:: Required work ::
Report each line of the records where "NotFound" occurs.

:: Given entries ::
//! Plain-text PID record: the only state shared across invocations.
//!
//! The file holds one decimal PID and a trailing newline. There is no lock
//! around it; one supervisor per path is assumed, and a `stop` racing a
//! concurrent `start` on the same path has undefined outcome.

use crate::error::{Result, SupervisorError};
use nix::errno::Errno;
use nix::sys::signal::kill;
use nix::unistd::Pid;
use std::path::{Path, PathBuf};
use tracing::{debug, trace};

pub struct PidFile {
    path: PathBuf,
}

impl PidFile {
    pub fn new<P: AsRef<Path>>(path: P) -> Self {
        Self {
            path: path.as_ref().to_path_buf(),
        }
    }

    pub fn path(&self) -> &Path {
        &self.path
    }

    pub fn exists(&self) -> bool {
        self.path.exists()
    }

    /// Persist `pid`, creating parent directories as needed.
    pub fn write(&self, pid: u32) -> Result<()> {
        if let Some(parent) = self.path.parent() {
            std::fs::create_dir_all(parent)?;
        }
        std::fs::write(&self.path, format!("{}\n", pid))?;
        debug!(path = %self.path.display(), pid, "PID file written");
        Ok(())
    }

    /// Read the recorded PID. `Ok(None)` when no record exists; a record
    /// that is present but unparsable is an error, not a silent miss.
    pub fn read(&self) -> Result<Option<u32>> {
        let content = match std::fs::read_to_string(&self.path) {
            Ok(c) => c,
            Err(e) if e.kind() == std::io::ErrorKind::NotFound => return Ok(None),
            Err(e) => return Err(e.into()),
        };
        let pid = content
            .trim()
            .parse::<u32>()
            .map_err(|e| SupervisorError::PidFile {
                path: self.path.display().to_string(),
                reason: e.to_string(),
            })?;
        // Kernel PIDs are positive i32s. Anything else as a raw kill()
        // argument would address a process group, not a process.
        if pid == 0 || pid > i32::MAX as u32 {
            return Err(SupervisorError::PidFile {
                path: self.path.display().to_string(),
                reason: format!("{} is not a valid PID", pid),
            });
        }
        Ok(Some(pid))
    }

    /// Delete the record. Missing file is not an error.
    pub fn remove(&self) -> Result<()> {
        match std::fs::remove_file(&self.path) {
            Ok(()) => {
                debug!(path = %self.path.display(), "PID file removed");
                Ok(())
            }
            Err(e) if e.kind() == std::io::ErrorKind::NotFound => Ok(()),
            Err(e) => Err(e.into()),
        }
    }

    /// Return the recorded PID if it names a live process.
    pub fn running_pid(&self) -> Result<Option<u32>> {
        match self.read()? {
            Some(pid) if process_exists(pid) => Ok(Some(pid)),
            _ => Ok(None),
        }
    }
}

/// Probe a PID for existence with a null signal.
///
/// EPERM means the process exists but belongs to someone else, which still
/// counts as running.
pub fn process_exists(pid: u32) -> bool {
    let raw = match i32::try_from(pid) {
        Ok(raw) => raw,
        // Would wrap negative and probe a process group instead.
        Err(_) => return false,
    };
    match kill(Pid::from_raw(raw), None) {
        Ok(()) => true,
        Err(Errno::EPERM) => true,
        Err(e) => {
            trace!(pid, errno = %e, "PID existence probe");
            false
        }
    }
}

#[cfg(test)]
mod tests {
    use super::*;

    // A PID that is all but guaranteed not to exist; kill(pid, 0) reports
    // ESRCH for it on any reasonably configured system.
    const DEAD_PID: u32 = 99999;

    fn pid_file_in(dir: &tempfile::TempDir) -> PidFile {
        PidFile::new(dir.path().join("q.pid"))
    }

    #[test]
    fn test_write_read_remove_roundtrip() {
        let dir = tempfile::tempdir().unwrap();
        let pf = pid_file_in(&dir);

        assert!(!pf.exists());
        pf.write(12345).unwrap();
        assert!(pf.exists());
        assert_eq!(pf.read().unwrap(), Some(12345));

        let raw = std::fs::read_to_string(pf.path()).unwrap();
        assert_eq!(raw, "12345\n");

        pf.remove().unwrap();
        assert!(!pf.exists());
        assert_eq!(pf.read().unwrap(), None);
    }

    #[test]
    fn test_remove_missing_is_ok() {
        let dir = tempfile::tempdir().unwrap();
        pid_file_in(&dir).remove().unwrap();
    }

    #[test]
    fn test_write_creates_parent_directories() {
        let dir = tempfile::tempdir().unwrap();
        let pf = PidFile::new(dir.path().join("deep/run/q.pid"));
        pf.write(1).unwrap();
        assert_eq!(pf.read().unwrap(), Some(1));
    }

    #[test]
    fn test_garbage_record_is_an_error() {
        let dir = tempfile::tempdir().unwrap();
        let pf = pid_file_in(&dir);
        std::fs::write(pf.path(), "not-a-pid\n").unwrap();
        let err = pf.read().unwrap_err();
        assert!(matches!(err, SupervisorError::PidFile { .. }));
    }

    #[test]
    fn test_out_of_range_record_is_an_error() {
        let dir = tempfile::tempdir().unwrap();
        let pf = pid_file_in(&dir);

        // u32::MAX would wrap to -1 as a raw kill() target, signalling
        // every process the caller may signal; zero addresses the whole
        // process group.
        for bad in ["0\n", "2147483648\n", "4294967295\n"] {
            std::fs::write(pf.path(), bad).unwrap();
            let err = pf.read().unwrap_err();
            assert!(matches!(err, SupervisorError::PidFile { .. }), "{bad:?}");
        }
    }

    #[test]
    fn test_process_exists_for_self_and_not_for_dead_pid() {
        assert!(process_exists(std::process::id()));
        assert!(!process_exists(DEAD_PID));
        assert!(!process_exists(u32::MAX));
    }

    #[test]
    fn test_running_pid_filters_dead_processes() {
        let dir = tempfile::tempdir().unwrap();
        let pf = pid_file_in(&dir);

        pf.write(DEAD_PID).unwrap();
        assert_eq!(pf.running_pid().unwrap(), None);

        pf.write(std::process::id()).unwrap();
        assert_eq!(pf.running_pid().unwrap(), Some(std::process::id()));
    }
}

:: Solution ::
            Err(e) if e.kind() == std::io::ErrorKind::NotFound => return Ok(None),
            Err(e) if e.kind() == std::io::ErrorKind::NotFound => Ok(()),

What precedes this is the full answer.